Continuity equation conservation in a region S and local conservation

[lys04]

Homework Statement

What’s the differences between these two versions of the continuity equation? $\frac{dq}{dt} =-\iint_S (\vec{J}. d\vec{S})$ and $\frac{\partial q}{\partial t} =-\nabla . \vec{J}$?

Relevant Equations

$$ \frac{dq}{dt}=-\iint_S (\vec{J}. d\vec{S})$$ $$ \frac{\partial q}{\partial t} =-\nabla . \vec{J}$$

Does $\frac{dq}{dt}=-\iint_S \vec{J}.d\vec{S}$ correspond to conservation of some quantity q in a region with boundary S whereas $\frac{\partial q}{\partial t} = - \nabla . \vec{J}$ means that for any point in space the quantity q is conserved?

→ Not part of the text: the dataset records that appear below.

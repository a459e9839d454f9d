//! 字段修改状态
//!
//! 内嵌在 Order / Tour 上（serde flatten），数据和保护状态
//! 随同一行一起原子提交。

use chrono::{DateTime, Utc};
use serde::{Deserialize, Serialize};

/// Per-entity record of which fields were hand-edited, by whom and when.
///
/// `modified_fields` is an ordered set: first-marked first, no duplicates.
#[derive(Debug, Clone, Default, Serialize, Deserialize)]
pub struct ModificationState {
    #[serde(default)]
    pub is_modified: bool,
    #[serde(default)]
    pub modified_fields: Vec<String>,
    pub last_modified_by: Option<String>,
    pub last_modified_at: Option<DateTime<Utc>>,
}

Since the divergence measures how much of q is flowing out or in at any point.

 

[ergospherical]

The "q"s in your two equations mean different things. In the differential form, $\partial q / \partial t = -\nabla \cdot J$, the $q$ is the density of the quantity (i.e. dimensions of quantity / length^3). In the integral form, $dQ/dt = -\int J \cdot dS$, the $Q$ is the total amount of quantity inside the region with boundary S. The link between them is the divergence theorem.

 

[lys04]

Oh ok, but is there a difference in the physical interpretations of the two?

 

[renormalize]

Oh ok, but is there a difference in the physical interpretations of the two?

No, one is simply the differential (local) form and the other is the integral (global) form of charge conservation. See, e.g., https://en.wikipedia.org/wiki/Maxwell's_equations#Charge_conservation.